EXERCISE OBJECTIVE: An exact transcription of all the data is required.

SOURCE DATA:
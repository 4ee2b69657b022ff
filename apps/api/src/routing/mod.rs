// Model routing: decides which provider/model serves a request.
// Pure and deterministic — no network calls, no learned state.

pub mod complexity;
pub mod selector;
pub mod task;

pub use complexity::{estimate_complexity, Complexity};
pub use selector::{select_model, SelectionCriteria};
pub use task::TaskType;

EXERCISE RESPONSE:
repository 4ee2b69657b022ff
filename apps/api/src/routing/mod.rs
// Model routing: decides which provider/model serves a request.
// Pure and deterministic — no network calls, no learned state.

pub mod complexity;
pub mod selector;
pub mod task;

pub use complexity::{estimate_complexity, Complexity};
pub use selector::{select_model, SelectionCriteria};
pub use task::TaskType;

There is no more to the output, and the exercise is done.